__What to work on__. Line by line, return the data exactly as shown.

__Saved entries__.
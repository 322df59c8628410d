//! Building glyph records and the GDEF class table from `DEF_GLYPH` blocks.

use indexmap::IndexMap;
use log::debug;

use crate::{
    blocks::Block,
    error::Error,
    ir::{GlyphClass, GlyphClassTable, GlyphDefinition, GlyphName},
};

pub(crate) fn build(
    blocks: &[Block],
) -> Result<(IndexMap<GlyphName, GlyphDefinition>, GlyphClassTable), Error> {
    let mut glyphs = IndexMap::with_capacity(blocks.len());
    let mut classes = GlyphClassTable::default();
    for block in blocks {
        let glyph = parse_glyph(block)?;
        if glyphs.contains_key(&glyph.name) {
            return Err(Error::DuplicateDefinition {
                kind: "glyph",
                name: glyph.name.as_str().into(),
                line: block.line(),
            });
        }
        if let Some(class) = glyph.class {
            classes.push(class, glyph.name.clone());
        }
        glyphs.insert(glyph.name.clone(), glyph);
    }
    debug!("{} glyphs", glyphs.len());
    Ok((glyphs, classes))
}

// DEF_GLYPH "name" ID 1 [UNICODEVALUES "U+0041,U+0042" | UNICODE 65]
//     [TYPE BASE|LIGATURE|MARK] [COMPONENTS 2] END_GLYPH
fn parse_glyph(block: &Block) -> Result<GlyphDefinition, Error> {
    let mut parser = block.parser();
    parser.expect("DEF_GLYPH")?;
    let name = GlyphName::new(parser.expect_string("glyph name")?);
    parser.expect("ID")?;
    let id = parser.expect_uint("glyph id")?;

    let unicodes = if parser.eat("UNICODEVALUES") {
        let line = parser.line();
        let raw = parser.expect_string("a list of unicode values")?;
        parse_unicode_values(raw).map_err(|message| Error::parse(line, message))?
    } else if parser.eat("UNICODE") {
        vec![parser.expect_uint("unicode value")?]
    } else {
        Vec::new()
    };

    let class = if parser.eat("TYPE") {
        let line = parser.line();
        let word = parser.expect_word("glyph type")?;
        Some(
            GlyphClass::from_volt_type(word)
                .ok_or_else(|| Error::parse(line, format!("unknown glyph type '{word}'")))?,
        )
    } else {
        None
    };

    let components = if parser.eat("COMPONENTS") {
        Some(parser.expect_uint("component count")?)
    } else {
        None
    };

    parser.expect("END_GLYPH")?;
    parser.expect_end()?;

    Ok(GlyphDefinition {
        name,
        id,
        unicodes,
        class,
        components,
    })
}

/// Parse a comma separated list like `U+0041,U+00C1`.
fn parse_unicode_values(raw: &str) -> Result<Vec<u32>, String> {
    raw.split(',')
        .map(str::trim)
        .map(|value| {
            value
                .strip_prefix("U+")
                .or_else(|| value.strip_prefix("u+"))
                .and_then(|hex| u32::from_str_radix(hex, 16).ok())
                .ok_or_else(|| format!("invalid unicode value '{value}'"))
        })
        .collect()
}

__Answer section__.
repository 322df59c8628410d
//! Building glyph records and the GDEF class table from `DEF_GLYPH` blocks.

use indexmap::IndexMap;
use log::debug;

use crate::{
    blocks::Block,
    error::Error,
    ir::{GlyphClass, GlyphClassTable, GlyphDefinition, GlyphName},
};

pub(crate) fn build(
    blocks: &[Block],
) -> Result<(IndexMap<GlyphName, GlyphDefinition>, GlyphClassTable), Error> {
    let mut glyphs = IndexMap::with_capacity(blocks.len());
    let mut classes = GlyphClassTable::default();
    for block in blocks {
        let glyph = parse_glyph(block)?;
        if glyphs.contains_key(&glyph.name) {
            return Err(Error::DuplicateDefinition {
                kind: "glyph",
                name: glyph.name.as_str().into(),
                line: block.line(),
            });
        }
        if let Some(class) = glyph.class {
            classes.push(class, glyph.name.clone());
        }
        glyphs.insert(glyph.name.clone(), glyph);
    }
    debug!("{} glyphs", glyphs.len());
    Ok((glyphs, classes))
}

// DEF_GLYPH "name" ID 1 [UNICODEVALUES "U+0041,U+0042" | UNICODE 65]
//     [TYPE BASE|LIGATURE|MARK] [COMPONENTS 2] END_GLYPH
fn parse_glyph(block: &Block) -> Result<GlyphDefinition, Error> {
    let mut parser = block.parser();
    parser.expect("DEF_GLYPH")?;
    let name = GlyphName::new(parser.expect_string("glyph name")?);
    parser.expect("ID")?;
    let id = parser.expect_uint("glyph id")?;

    let unicodes = if parser.eat("UNICODEVALUES") {
        let line = parser.line();
        let raw = parser.expect_string("a list of unicode values")?;
        parse_unicode_values(raw).map_err(|message| Error::parse(line, message))?
    } else if parser.eat("UNICODE") {
        vec![parser.expect_uint("unicode value")?]
    } else {
        Vec::new()
    };

    let class = if parser.eat("TYPE") {
        let line = parser.line();
        let word = parser.expect_word("glyph type")?;
        Some(
            GlyphClass::from_volt_type(word)
                .ok_or_else(|| Error::parse(line, format!("unknown glyph type '{word}'")))?,
        )
    } else {
        None
    };

    let components = if parser.eat("COMPONENTS") {
        Some(parser.expect_uint("component count")?)
    } else {
        None
    };

    parser.expect("END_GLYPH")?;
    parser.expect_end()?;

    Ok(GlyphDefinition {
        name,
        id,
        unicodes,
        class,
        components,
    })
}

/// Parse a comma separated list like `U+0041,U+00C1`.
fn parse_unicode_values(raw: &str) -> Result<Vec<u32>, String> {
    raw.split(',')
        .map(str::trim)
        .map(|value| {
            value
                .strip_prefix("U+")
                .or_else(|| value.strip_prefix("u+"))
                .and_then(|hex| u32::from_str_radix(hex, 16).ok())
                .ok_or_else(|| format!("invalid unicode value '{value}'"))
        })
        .collect()
}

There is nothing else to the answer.